What the task asks:
Which lines below mention "branded"? Pick each one out.

Records:
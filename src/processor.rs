//! Per-row canonicalization entry points for the import driver.
//!
//! The ingestion framework feeds rows in, the transit model takes labels and
//! colors out. Everything here is a pure function over the process-wide
//! tables; rows can be handed out to workers in any order.

use crate::error::Error;
use crate::headsign;
use crate::model::{CanonicalTrip, RouteRow, StopRow, TripRow};
use crate::normalizer::{normalize, NormalizeContext};
use log::{debug, info};

pub fn canonical_route_long_name(route: &RouteRow) -> String {
    normalize(&route.long_name, NormalizeContext::RouteLongName)
}

pub fn canonical_stop_name(stop: &StopRow) -> String {
    normalize(&stop.name, NormalizeContext::StopName)
}

pub fn canonical_trip_headsign(trip: &TripRow) -> String {
    headsign::resolve(trip.route_id, trip.direction_id, &trip.headsign)
}

pub fn route_color(route: &RouteRow) -> Result<Option<&'static str>, Error> {
    crate::route_color::resolve(&route.short_name, &route.long_name)
}

pub fn is_trip_excluded(trip: &TripRow) -> bool {
    crate::exclusion::is_excluded(&trip.headsign)
}

/// Gates and canonicalizes a batch of trip rows: out-of-service trips are
/// dropped entirely, everything else gets its resolved destination label.
pub fn process_trips(trips: &[TripRow]) -> Vec<CanonicalTrip> {
    let mut kept = Vec::with_capacity(trips.len());
    let mut excluded = 0usize;

    for trip in trips {
        if is_trip_excluded(trip) {
            debug!(
                "dropping out-of-service trip on route {} ({:?})",
                trip.route_id, trip.headsign
            );
            excluded += 1;
            continue;
        }
        kept.push(CanonicalTrip {
            route_id: trip.route_id,
            direction_id: trip.direction_id,
            headsign: canonical_trip_headsign(trip),
        });
    }

    info!(
        "canonicalized {} trips, dropped {} out-of-service",
        kept.len(),
        excluded
    );
    kept
}

/// Resolves colors for a batch of route rows, aborting on the first route
/// whose number the tables do not recognize.
pub fn process_route_colors(
    routes: &[RouteRow],
) -> Result<Vec<(u32, Option<&'static str>)>, Error> {
    let mut colors = Vec::with_capacity(routes.len());
    for route in routes {
        colors.push((route.id, route_color(route)?));
    }
    info!("resolved colors for {} routes", colors.len());
    Ok(colors)
}
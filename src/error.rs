//! Module for the error management
use thiserror::Error;

/// An error that can occur while canonicalizing a feed.
///
/// The only fatal condition in this crate: everything else degrades to
/// generic normalization instead of failing.
#[derive(Error, Debug, Clone, PartialEq, Eq)]
pub enum Error {
    /// A route's short name falls outside every curated numbering range.
    /// This means the agency's route numbering scheme has drifted from the
    /// tables in this crate and they all need to be re-checked against the
    /// live feed.
    #[error("route '{short_name}' ({long_name}) does not match any known route numbering range")]
    UnknownRouteNumber {
        /// Short name of the route that fell through the color cascade
        short_name: String,
        /// Long name of the same route, for the batch log
        long_name: String,
    },
}
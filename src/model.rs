use serde::{Deserialize, Serialize};

/// Indicates the direction of travel for a trip. Matches the 0/1
/// `direction_id` field of the feed; not used for routing, only to key the
/// curated destination tables.
#[derive(Debug, Clone, Copy, PartialEq, Eq, Hash, Default, Serialize, Deserialize)]
pub enum DirectionId {
    /// Travel in one direction (e.g. outbound travel). Feed value 0.
    #[default]
    Outbound,
    /// Travel in the opposite direction (e.g. inbound travel). Feed value 1.
    Inbound,
}

impl DirectionId {
    pub fn as_u8(self) -> u8 {
        match self {
            DirectionId::Outbound => 0,
            DirectionId::Inbound => 1,
        }
    }
}

impl From<u8> for DirectionId {
    fn from(value: u8) -> Self {
        match value {
            1 => DirectionId::Inbound,
            _ => DirectionId::Outbound,
        }
    }
}

/// A route row as handed over by the ingestion framework.
#[derive(Debug, Clone, Default, Serialize, Deserialize)]
pub struct RouteRow {
    /// Unique technical identifier (not for the traveller) of the route
    pub id: u32,
    /// Short name riders use to identify the route, e.g. "1" or "303"
    pub short_name: String,
    /// Full name of the route, often including its destination
    pub long_name: String,
}

/// A trip row as handed over by the ingestion framework.
#[derive(Debug, Clone, Default, Serialize, Deserialize)]
pub struct TripRow {
    /// References along which route this trip runs
    pub route_id: u32,
    pub direction_id: DirectionId,
    /// Raw text that appears on signage identifying the trip's destination
    pub headsign: String,
}

/// A stop row as handed over by the ingestion framework.
#[derive(Debug, Clone, Default, Serialize, Deserialize)]
pub struct StopRow {
    /// Raw name of the location, as published in the feed
    pub name: String,
}

/// A trip after the exclusion gate and headsign resolution, ready for the
/// transit model.
#[derive(Debug, Clone, PartialEq, Eq, Serialize, Deserialize)]
pub struct CanonicalTrip {
    pub route_id: u32,
    pub direction_id: DirectionId,
    /// Rider-facing destination label
    pub headsign: String,
}
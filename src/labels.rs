//! Generic display-label primitives: casing, bounds and number cleanup.
//!
//! Policy:
//! - Title-case every word, keeping a fixed list of acronyms and compass
//!   codes verbatim in upper case.
//! - Respell the handful of proper nouns that word-wise casing mangles.
//! - Keep this logic single-sourced so stop names, headsigns and route names
//!   cannot drift apart.

use lazy_static::lazy_static;
use regex::Regex;
use rustc_hash::{FxHashMap, FxHashSet};

lazy_static! {
    /// Words kept verbatim in upper case by the title-casing pass.
    static ref CASED_VERBATIM: FxHashSet<&'static str> = [
        "AM", "PM", "EB", "WB", "NB", "SB", "NE", "NW", "SE", "SW", "LRT", "BRT", "MRU", "SAIT",
    ]
    .into_iter()
    .collect();

    /// Proper nouns whose canonical spelling is not first-letter-upper.
    static ref PROPER_NOUNS: FxHashMap<&'static str, &'static str> = [
        ("MCKNIGHT", "McKnight"),
        ("MCCALL", "McCall"),
        ("MCKENZIE", "McKenzie"),
    ]
    .into_iter()
    .collect();

    static ref NUMBER_SUFFIX_RE: Regex = Regex::new(r"\b(\d+)\s?(?i:(st|nd|rd|th))\b").unwrap();
    static ref LEADING_SLASH_RE: Regex = Regex::new(r"^\s*/\s*").unwrap();
    static ref WHITESPACE_RUN_RE: Regex = Regex::new(r"\s+").unwrap();
}

/// Title-cases a label word by word. Acronyms and compass codes from the
/// exception list stay upper case; everything else gets first-letter-upper.
pub fn title_case_label(label: &str) -> String {
    let mut out = String::with_capacity(label.len());
    let mut word = String::new();
    for ch in label.chars() {
        if ch.is_alphanumeric() {
            word.push(ch);
        } else {
            push_cased_word(&mut out, &word);
            word.clear();
            out.push(ch);
        }
    }
    push_cased_word(&mut out, &word);
    out
}

fn push_cased_word(out: &mut String, word: &str) {
    if word.is_empty() {
        return;
    }
    let upper = word.to_uppercase();
    if CASED_VERBATIM.contains(upper.as_str()) {
        out.push_str(&upper);
        return;
    }
    if let Some(proper) = PROPER_NOUNS.get(upper.as_str()) {
        out.push_str(proper);
        return;
    }
    let mut seen_letter = false;
    for ch in word.chars() {
        if !ch.is_alphabetic() {
            out.push(ch);
        } else if seen_letter {
            out.extend(ch.to_lowercase());
        } else {
            out.extend(ch.to_uppercase());
            seen_letter = true;
        }
    }
}

/// Trims stray punctuation and whitespace from both ends of a label.
pub fn clean_bounds(label: &str) -> String {
    label
        .trim_matches(|c: char| {
            c.is_whitespace() || matches!(c, '-' | ',' | '.' | ';' | ':' | '/' | '#' | '*')
        })
        .to_string()
}

/// Re-asserts catalog casing on full street-type words that arrived already
/// expanded in the feed.
pub fn clean_street_types(label: &str) -> String {
    let mut out = String::with_capacity(label.len());
    let mut word = String::new();
    for ch in label.chars() {
        if ch.is_alphanumeric() {
            word.push(ch);
        } else {
            push_street_word(&mut out, &word);
            word.clear();
            out.push(ch);
        }
    }
    push_street_word(&mut out, &word);
    out
}

fn push_street_word(out: &mut String, word: &str) {
    if word.is_empty() {
        return;
    }
    let upper = word.to_uppercase();
    for &(_, expansion) in crate::abbreviations::STREET_TYPES {
        if upper == expansion.to_uppercase() {
            out.push_str(expansion);
            return;
        }
    }
    out.push_str(word);
}

/// Normalizes ordinal suffixes onto their number: "4 Th" becomes "4th",
/// "3Rd" becomes "3rd".
pub fn clean_numbers(label: &str) -> String {
    NUMBER_SUFFIX_RE
        .replace_all(label, |caps: &regex::Captures| {
            format!("{}{}", &caps[1], caps[2].to_lowercase())
        })
        .into_owned()
}

/// Removes a bare leading "/" conjunction remnant.
pub fn strip_leading_slash(label: &str) -> String {
    LEADING_SLASH_RE.replace(label, "").into_owned()
}

/// Final pass: collapses internal whitespace runs and trims.
pub fn clean_label(label: &str) -> String {
    WHITESPACE_RUN_RE.replace_all(label.trim(), " ").into_owned()
}

#[cfg(test)]
mod tests {
    use super::*;

    #[test]
    fn title_case_keeps_acronyms() {
        assert_eq!(title_case_label("16 AVENUE NE"), "16 Avenue NE");
        assert_eq!(title_case_label("SAIT LRT station"), "SAIT LRT Station");
        assert_eq!(title_case_label("mru south gate"), "MRU South Gate");
    }

    #[test]
    fn title_case_respells_proper_nouns() {
        assert_eq!(
            title_case_label("MCKNIGHT-WESTWINDS"),
            "McKnight-Westwinds"
        );
        assert_eq!(title_case_label("mckenzie towne"), "McKenzie Towne");
    }

    #[test]
    fn title_case_handles_numbered_words() {
        assert_eq!(title_case_label("HIGHWAY 1A"), "Highway 1A");
        // Ordinal suffixes are finished off by the number cleanup pass
        assert_eq!(clean_numbers(&title_case_label("68TH street")), "68th Street");
    }

    #[test]
    fn number_cleanup_joins_ordinal_suffixes() {
        assert_eq!(clean_numbers("4 Th Street"), "4th Street");
        assert_eq!(clean_numbers("3Rd Avenue"), "3rd Avenue");
        assert_eq!(clean_numbers("Highway 1A"), "Highway 1A");
    }

    #[test]
    fn bounds_cleanup_trims_stray_punctuation() {
        assert_eq!(clean_bounds(" - Downtown, "), "Downtown");
        assert_eq!(clean_bounds("Downtown - North"), "Downtown - North");
    }

    #[test]
    fn label_cleanup_collapses_whitespace() {
        assert_eq!(clean_label("  Centre   Street  "), "Centre Street");
    }
}
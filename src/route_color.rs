//! Display colors per route, derived from the route numbering scheme.
//!
//! The agency encodes service tiers in route numbers (school specials in
//! 600-899, community shuttles in 400-599) and in naming conventions
//! ("... Express", "BRT ..."). A numeric short name that matches none of the
//! ranges means the numbering scheme drifted and every curated table in this
//! crate is suspect, so it fails the batch instead of guessing.

use crate::error::Error;
use serde::{Deserialize, Serialize};

/// School specials
pub const SCHOOL_COLOR: &str = "1A5336";
/// Limited-stop express overlays
pub const EXPRESS_COLOR: &str = "E31837";
/// Bus rapid transit trunk routes
pub const BRT_COLOR: &str = "0060A9";

/// The four branded rapid-transit lines, each with its own published color.
#[derive(Debug, Clone, Copy, PartialEq, Eq, Serialize, Deserialize)]
pub enum MaxLine {
    Orange,
    Yellow,
    Teal,
    Purple,
}

impl MaxLine {
    pub fn from_route_number(n: u32) -> Option<MaxLine> {
        match n {
            303 => Some(MaxLine::Orange),
            304 => Some(MaxLine::Yellow),
            306 => Some(MaxLine::Teal),
            307 => Some(MaxLine::Purple),
            _ => None,
        }
    }

    pub fn color(self) -> &'static str {
        match self {
            MaxLine::Orange => "F78F1E",
            MaxLine::Yellow => "FFCB05",
            MaxLine::Teal => "0093B2",
            MaxLine::Purple => "80379B",
        }
    }
}

/// The service tier a route's number and naming place it in.
#[derive(Debug, Clone, Copy, PartialEq, Eq, Serialize, Deserialize)]
pub enum ColorCategory {
    /// Regular service; the agency default color applies
    Default,
    Express,
    BusRapidTransit,
    School,
    /// One of the branded rapid-transit lines
    Line(MaxLine),
}

impl ColorCategory {
    /// The display color for the tier, or `None` for the agency default.
    pub fn color(self) -> Option<&'static str> {
        match self {
            ColorCategory::Default => None,
            ColorCategory::Express => Some(EXPRESS_COLOR),
            ColorCategory::BusRapidTransit => Some(BRT_COLOR),
            ColorCategory::School => Some(SCHOOL_COLOR),
            ColorCategory::Line(line) => Some(line.color()),
        }
    }
}

/// Non-numeric short names that are known and colorless: the on-demand zone
/// and the CTrain shuttle placeholder.
const NO_COLOR_SHORT_NAMES: &[&str] = &["OD", "CT"];

/// Classifies one route. The rules cascade top to bottom and are mutually
/// exclusive; range bounds are inclusive.
pub fn categorize(short_name: &str, long_name: &str) -> Result<ColorCategory, Error> {
    let trimmed = short_name.trim();
    if NO_COLOR_SHORT_NAMES
        .iter()
        .any(|token| token.eq_ignore_ascii_case(trimmed))
    {
        return Ok(ColorCategory::Default);
    }
    let number: u32 = trimmed.parse().map_err(|_| Error::UnknownRouteNumber {
        short_name: short_name.to_string(),
        long_name: long_name.to_string(),
    })?;

    if (600..=899).contains(&number) {
        return Ok(ColorCategory::School);
    }
    if ends_with_word(long_name, "express") {
        return Ok(ColorCategory::Express);
    }
    if starts_with_word(long_name, "brt") {
        return Ok(ColorCategory::BusRapidTransit);
    }
    if (1..=299).contains(&number) {
        return Ok(ColorCategory::Default);
    }
    if let Some(line) = MaxLine::from_route_number(number) {
        return Ok(ColorCategory::Line(line));
    }
    if (400..=599).contains(&number) {
        return Ok(ColorCategory::Default);
    }
    Err(Error::UnknownRouteNumber {
        short_name: short_name.to_string(),
        long_name: long_name.to_string(),
    })
}

/// Resolves the display color hex for one route, `None` meaning the agency
/// default.
pub fn resolve(short_name: &str, long_name: &str) -> Result<Option<&'static str>, Error> {
    categorize(short_name, long_name).map(ColorCategory::color)
}

fn ends_with_word(text: &str, word: &str) -> bool {
    let lowered = text.trim_end().to_lowercase();
    if !lowered.ends_with(word) {
        return false;
    }
    lowered[..lowered.len() - word.len()]
        .chars()
        .next_back()
        .map_or(true, |c| !c.is_alphanumeric())
}

fn starts_with_word(text: &str, word: &str) -> bool {
    let lowered = text.trim_start().to_lowercase();
    if !lowered.starts_with(word) {
        return false;
    }
    lowered[word.len()..]
        .chars()
        .next()
        .map_or(true, |c| !c.is_alphanumeric())
}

Reply:
/// The four branded rapid-transit lines, each with its own published color.
    /// One of the branded rapid-transit lines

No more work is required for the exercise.